MR D. LISTER appeared on behalf of the Appellant.
____________________

HTML VERSION OF JUDGMENT
____________________

Crown Copyright ©

    LORD JUSTICE POPPLEWELL:

  1. The sole issue in this appeal against sentence is whether the appellant should have received credit of one third for his guilty pleas, rather than the 25 per cent applied by the judge.
  2. Cheshire police received reports of the theft of a cash machine, which included a description of a white van. When officers found a white van matching that description, it was parked next to the appellant's Land Rover. The appellant approached the officers, identified himself and said that the Land Rover was his. Officers searched the appellant and found a quantity of cash and a mobile phone. The Land Rover was also searched and officers discovered a wallet containing banknotes and further banknotes underneath the wallet which were tied with elastic bands. In the boot of the vehicle, officers found a holdall bag containing further banknotes and a food container that contained pressed white powder and a food bag containing snap bags.
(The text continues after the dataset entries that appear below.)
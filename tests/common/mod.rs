//! Shared fixtures: mapped entity types and a disposable on-disk database.
//!
//! Repositories open a fresh connection per operation, so test databases
//! must be durable between calls; a tempdir-backed file database covers
//! that.

#![allow(dead_code)]

use rowstage::{ColumnDef, ColumnKind, Entity, MapConfig, ValueError};
use rusqlite::types::Value;
use rusqlite::Connection;
use tempfile::TempDir;
use uuid::Uuid;

pub const CONNECTION_KEY: &str = "main";

/// Integer-keyed fixture entity mapped to the `People` table.
#[derive(Debug, Clone, Default, PartialEq)]
pub struct Person {
    pub id: i64,
    pub name: String,
    pub age: Option<i64>,
    pub email: Option<String>,
}

impl Entity for Person {
    type Key = i64;

    const TABLE: &'static str = "People";
    const KEY_COLUMN: &'static str = "Id";
    const COLUMNS: &'static [ColumnDef<Self>] = &[
        ColumnDef {
            name: "Id",
            ordinal: Some(0),
            kind: ColumnKind::Integer,
            get: |person| Value::Integer(person.id),
            set: |person, value| match value {
                Value::Integer(id) => {
                    person.id = id;
                    Ok(())
                }
                other => Err(ValueError::mismatch(ColumnKind::Integer, &other)),
            },
        },
        ColumnDef {
            name: "Name",
            ordinal: Some(1),
            kind: ColumnKind::Text,
            get: |person| Value::Text(person.name.clone()),
            set: |person, value| match value {
                Value::Text(name) => {
                    person.name = name;
                    Ok(())
                }
                other => Err(ValueError::mismatch(ColumnKind::Text, &other)),
            },
        },
        ColumnDef {
            name: "Age",
            ordinal: Some(2),
            kind: ColumnKind::Integer,
            get: |person| match person.age {
                Some(age) => Value::Integer(age),
                None => Value::Null,
            },
            set: |person, value| match value {
                Value::Integer(age) => {
                    person.age = Some(age);
                    Ok(())
                }
                other => Err(ValueError::mismatch(ColumnKind::Integer, &other)),
            },
        },
        ColumnDef {
            name: "Email",
            ordinal: Some(3),
            kind: ColumnKind::Text,
            get: |person| match &person.email {
                Some(email) => Value::Text(email.clone()),
                None => Value::Null,
            },
            set: |person, value| match value {
                Value::Text(email) => {
                    person.email = Some(email);
                    Ok(())
                }
                other => Err(ValueError::mismatch(ColumnKind::Text, &other)),
            },
        },
    ];

    fn key(&self) -> i64 {
        self.id
    }
}

impl Person {
    pub fn new(id: i64, name: &str) -> Self {
        Self {
            id,
            name: name.to_string(),
            age: None,
            email: None,
        }
    }

    pub fn with_age(mut self, age: i64) -> Self {
        self.age = Some(age);
        self
    }

    pub fn with_email(mut self, email: &str) -> Self {
        self.email = Some(email.to_string());
        self
    }
}

pub const PEOPLE_TABLE_SQL: &str = "CREATE TABLE People (
    Id INTEGER PRIMARY KEY,
    Name TEXT,
    Age INTEGER,
    Email TEXT
);";

/// UUID-keyed fixture entity mapped to the `Gadgets` table.
#[derive(Debug, Clone, Default, PartialEq)]
pub struct Gadget {
    pub id: Uuid,
    pub label: String,
}

impl Entity for Gadget {
    type Key = Uuid;

    const TABLE: &'static str = "Gadgets";
    const KEY_COLUMN: &'static str = "Id";
    const COLUMNS: &'static [ColumnDef<Self>] = &[
        ColumnDef {
            name: "Id",
            ordinal: Some(0),
            kind: ColumnKind::Text,
            get: |gadget| Value::Text(gadget.id.to_string()),
            set: |gadget, value| match value {
                Value::Text(text) => {
                    gadget.id = Uuid::parse_str(&text)
                        .map_err(|_| ValueError::malformed(format!("not a UUID: `{text}`")))?;
                    Ok(())
                }
                other => Err(ValueError::mismatch(ColumnKind::Text, &other)),
            },
        },
        ColumnDef {
            name: "Label",
            ordinal: Some(1),
            kind: ColumnKind::Text,
            get: |gadget| Value::Text(gadget.label.clone()),
            set: |gadget, value| match value {
                Value::Text(label) => {
                    gadget.label = label;
                    Ok(())
                }
                other => Err(ValueError::mismatch(ColumnKind::Text, &other)),
            },
        },
    ];

    fn key(&self) -> Uuid {
        self.id
    }
}

pub const GADGETS_TABLE_SQL: &str = "CREATE TABLE Gadgets (
    Id TEXT PRIMARY KEY,
    Label TEXT
);";

/// String-keyed fixture entity mapped to the `Settings` table.
#[derive(Debug, Clone, Default, PartialEq)]
pub struct Setting {
    pub name: String,
    pub value: Option<String>,
}

impl Entity for Setting {
    type Key = String;

    const TABLE: &'static str = "Settings";
    const KEY_COLUMN: &'static str = "Name";
    const COLUMNS: &'static [ColumnDef<Self>] = &[
        ColumnDef {
            name: "Name",
            ordinal: Some(0),
            kind: ColumnKind::Text,
            get: |setting| Value::Text(setting.name.clone()),
            set: |setting, value| match value {
                Value::Text(name) => {
                    setting.name = name;
                    Ok(())
                }
                other => Err(ValueError::mismatch(ColumnKind::Text, &other)),
            },
        },
        ColumnDef {
            name: "Value",
            ordinal: Some(1),
            kind: ColumnKind::Text,
            get: |setting| match &setting.value {
                Some(value) => Value::Text(value.clone()),
                None => Value::Null,
            },
            set: |setting, value| match value {
                Value::Text(text) => {
                    setting.value = Some(text);
                    Ok(())
                }
                other => Err(ValueError::mismatch(ColumnKind::Text, &other)),
            },
        },
    ];

    fn key(&self) -> String {
        self.name.clone()
    }
}

pub const SETTINGS_TABLE_SQL: &str = "CREATE TABLE Settings (
    Name TEXT PRIMARY KEY,
    Value TEXT
);";

/// Tempdir-backed database plus a config provider pointing at it.
pub struct TestDb {
    pub config: MapConfig,
    pub path: String,
    _dir: TempDir,
}

impl TestDb {
    /// Creates a file database, applies `schema_sql` and registers the path
    /// under `CONNECTION_KEY`.
    pub fn new(schema_sql: &str) -> Self {
        let dir = TempDir::new().unwrap();
        let path = dir
            .path()
            .join("test.db")
            .to_str()
            .unwrap()
            .to_string();

        let conn = Connection::open(&path).unwrap();
        conn.execute_batch(schema_sql).unwrap();
        drop(conn);

        let config = MapConfig::new().with(CONNECTION_KEY, path.clone());
        Self {
            config,
            path,
            _dir: dir,
        }
    }

    /// Direct connection for test-side inspection, bypassing the repository.
    pub fn connect(&self) -> Connection {
        Connection::open(&self.path).unwrap()
    }

    /// Returns whether a table exists in the database.
    pub fn table_exists(&self, table: &str) -> bool {
        let conn = self.connect();
        let exists: i64 = conn
            .query_row(
                "SELECT EXISTS(
                    SELECT 1 FROM sqlite_master WHERE type = 'table' AND name = ?1
                );",
                [table],
                |row| row.get(0),
            )
            .unwrap();
        exists == 1
    }

    /// Counts rows in a table through a direct connection.
    pub fn count_rows(&self, table: &str) -> i64 {
        let conn = self.connect();
        conn.query_row(&format!("SELECT COUNT(*) FROM {table};"), [], |row| {
            row.get(0)
        })
        .unwrap()
    }
}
The powder was field tested and showed a positive indication for cocaine, with a total weight of 19.8 grams. At standard purity, the cocaine would have had a street value of between £840 and £1,400. The total amount of cash seized was £46,755.
  3. The appellant was arrested and answered no comment to all questions in interview. He was charged with two offences:
  4. 1. Possession of cocaine with intent to supply contrary to s.5(3) of the Misuse of Drugs Act 1971.

    2. Possessing criminal property contrary to s.329(1)(c) of the Proceeds of Crime Act 2002.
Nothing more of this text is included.